O nascimento de uma língua

Toda língua evolui. Este é um dos mantras da linguística desde os seus primórdios, ainda em princípios do século XIX. Na verdade, desde que a espécie humana começou a falar, nunca houve solução de continuidade na história da linguagem, portanto toda língua é a continuação histórica de algum sistema linguístico precedente, e um sistema se transforma em outro lenta e imperceptivelmente, num lavor de séculos ou milênios. Sendo assim, pode a qualquer momento surgir uma nova língua? É possível que uma comunidade humana invente um idioma sincronicamente, sem tê-lo herdado de seus antepassados?

Pois foi descoberto alguns anos atrás em Lajamanu, um pequeno vilarejo de 700 pessoas no norte da Austrália, um novo idioma, chamado warlpiri rampaku, ou warlpiri rápido, língua falada exclusivamente por menores de 35 anos.

A pesquisadora Carmel O’Shannessy, da Universidade de Michigan, que descobriu o idioma, afirma tratar-se realmente de um novo sistema linguístico, pois, embora majoritariamente composto por palavras e estruturas gramaticais de outros idiomas, esses elementos se combinam de modo sistemático e inovador, como numa língua natural que fosse produto da evolução.

Os habitantes de Lajamanu falam warlpiri (língua aborígine australiana), inglês e crioulo (mistura de warlpiri e inglês), mas, curiosamente, metade da população fala o warlpiri rápido, alguns como primeiro idioma.

Essa nova língua está sendo comparada à linguagem usada pelos adolescentes, com seus termos próprios, incompreensíveis aos adultos. Mas com a diferença de que, ao contrário do que acontece com as gírias infanto-juvenis, que são abandonadas à medida que os jovens crescem, neste caso os falantes continuam utilizando o mesmo código depois de adultos, e a próxima geração o aprende desde o nascimento.

Segundo O’Shannessy, o surgimento dessa língua deve ter-se dado porque os pais, sendo bilíngues, misturavam os idiomas ao falar com os filhos.

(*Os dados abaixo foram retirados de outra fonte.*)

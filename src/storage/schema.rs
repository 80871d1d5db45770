//! Database schema definitions using sea-query.
//!
//! These define the table and column identifiers for type-safe query building.
//! Every table carries an autoincrement `seq` so listings have a stable
//! insertion order independent of timestamp ties.

use sea_query::Iden;

/// Campaigns table schema.
#[derive(Iden, Clone, Copy)]
pub enum Campaigns {
    Table,
    Seq,
    Id,
    Name,
    Description,
    Status,
    StartsAt,
    EndsAt,
    TargetActions,
    BaseRewardPoints,
    ActivationRewardPoints,
    PassportBonusPoints,
    MarkSuspiciousAsPending,
    EligibilityRules,
    MilestoneRules,
    CreatedAt,
    UpdatedAt,
    Version,
}

/// Rewards table schema.
#[derive(Iden, Clone, Copy)]
pub enum Rewards {
    Table,
    Seq,
    Id,
    CampaignId,
    InviterAccountId,
    InviteeAccountId,
    TransactionReference,
    Points,
    Status,
    Flagged,
    CreatedAt,
    ModeratedAt,
    ModeratedBy,
    Reason,
    ReissuedFrom,
    Version,
}

/// Audit log table schema.
#[derive(Iden, Clone, Copy)]
pub enum AuditLog {
    Table,
    Seq,
    Id,
    Action,
    TargetType,
    TargetId,
    Actor,
    Reason,
    Details,
    CreatedAt,
}

/// Referrals table schema.
#[derive(Iden, Clone, Copy)]
pub enum Referrals {
    Table,
    Seq,
    Id,
    CampaignId,
    InviterAccountId,
    InviteeEmail,
    InviteeAccountId,
    InvitedAt,
    SignedUpAt,
    QualifiedAt,
}

/// Accounts table schema.
#[derive(Iden, Clone, Copy)]
pub enum Accounts {
    Table,
    AccountId,
    Email,
    RegisteredAt,
}

/// SQL for creating every table, one statement per entry.
pub const CREATE_TABLES: &[&str] = &[
    r#"
CREATE TABLE IF NOT EXISTS campaigns (
    seq INTEGER PRIMARY KEY AUTOINCREMENT,
    id TEXT NOT NULL UNIQUE,
    name TEXT NOT NULL,
    description TEXT NOT NULL,
    status TEXT NOT NULL,
    starts_at TEXT,
    ends_at TEXT,
    target_actions INTEGER NOT NULL,
    base_reward_points INTEGER NOT NULL,
    activation_reward_points INTEGER NOT NULL,
    passport_bonus_points INTEGER NOT NULL,
    mark_suspicious_as_pending INTEGER NOT NULL,
    eligibility_rules TEXT NOT NULL,
    milestone_rules TEXT NOT NULL,
    created_at TEXT NOT NULL,
    updated_at TEXT NOT NULL,
    version INTEGER NOT NULL
)"#,
    "CREATE INDEX IF NOT EXISTS idx_campaigns_status ON campaigns(status)",
    r#"
CREATE TABLE IF NOT EXISTS rewards (
    seq INTEGER PRIMARY KEY AUTOINCREMENT,
    id TEXT NOT NULL UNIQUE,
    campaign_id TEXT NOT NULL,
    inviter_account_id TEXT NOT NULL,
    invitee_account_id TEXT NOT NULL,
    transaction_reference TEXT NOT NULL,
    points TEXT NOT NULL,
    status TEXT NOT NULL,
    flagged INTEGER NOT NULL DEFAULT 0,
    created_at TEXT NOT NULL,
    moderated_at TEXT,
    moderated_by TEXT,
    reason TEXT,
    reissued_from TEXT,
    version INTEGER NOT NULL
)"#,
    r#"
CREATE UNIQUE INDEX IF NOT EXISTS ux_rewards_transaction
    ON rewards(campaign_id, inviter_account_id, invitee_account_id, transaction_reference)
    WHERE reissued_from IS NULL"#,
    "CREATE INDEX IF NOT EXISTS idx_rewards_pair ON rewards(campaign_id, inviter_account_id, invitee_account_id)",
    "CREATE INDEX IF NOT EXISTS idx_rewards_status ON rewards(status)",
    "CREATE INDEX IF NOT EXISTS idx_rewards_created_at ON rewards(created_at)",
    r#"
CREATE TABLE IF NOT EXISTS audit_log (
    seq INTEGER PRIMARY KEY AUTOINCREMENT,
    id TEXT NOT NULL UNIQUE,
    action TEXT NOT NULL,
    target_type TEXT NOT NULL,
    target_id TEXT NOT NULL,
    actor TEXT NOT NULL,
    reason TEXT NOT NULL,
    details TEXT,
    created_at TEXT NOT NULL
)"#,
    "CREATE INDEX IF NOT EXISTS idx_audit_action ON audit_log(action)",
    r#"
CREATE TABLE IF NOT EXISTS referrals (
    seq INTEGER PRIMARY KEY AUTOINCREMENT,
    id TEXT NOT NULL UNIQUE,
    campaign_id TEXT NOT NULL,
    inviter_account_id TEXT NOT NULL,
    invitee_email TEXT NOT NULL,
    invitee_account_id TEXT,
    invited_at TEXT NOT NULL,
    signed_up_at TEXT,
    qualified_at TEXT
)"#,
    "CREATE INDEX IF NOT EXISTS idx_referrals_inviter ON referrals(inviter_account_id)",
    "CREATE INDEX IF NOT EXISTS idx_referrals_invitee ON referrals(invitee_account_id)",
    r#"
CREATE TABLE IF NOT EXISTS accounts (
    account_id TEXT PRIMARY KEY,
    email TEXT NOT NULL UNIQUE,
    registered_at TEXT NOT NULL
)"#,
];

Em sua opinião, a aparição de novas línguas é mais comum do que se imagina, embora o fato nem sempre seja detectado por linguistas. Para ela, a ocorrência do fenômeno é mais provável em comunidades em que haja muitas pessoas multilíngues, especialmente jovens.

Apesar de recém-nascido em termos da escala evolutiva das línguas, o warlpiri rápido apresenta grande vitalidade. Como língua minoritária dentro da Austrália, não é possível saber por quanto tempo sobreviverá, mas o simples fato de estar sendo falada, inclusive como língua materna, por um número considerável de pessoas atesta que línguas podem, sim, ser criadas sincronicamente, e não como meros experimentos de laboratório, como é o caso dos idiomas artificiais, mas como sistemas efetivos de comunicação cotidiana.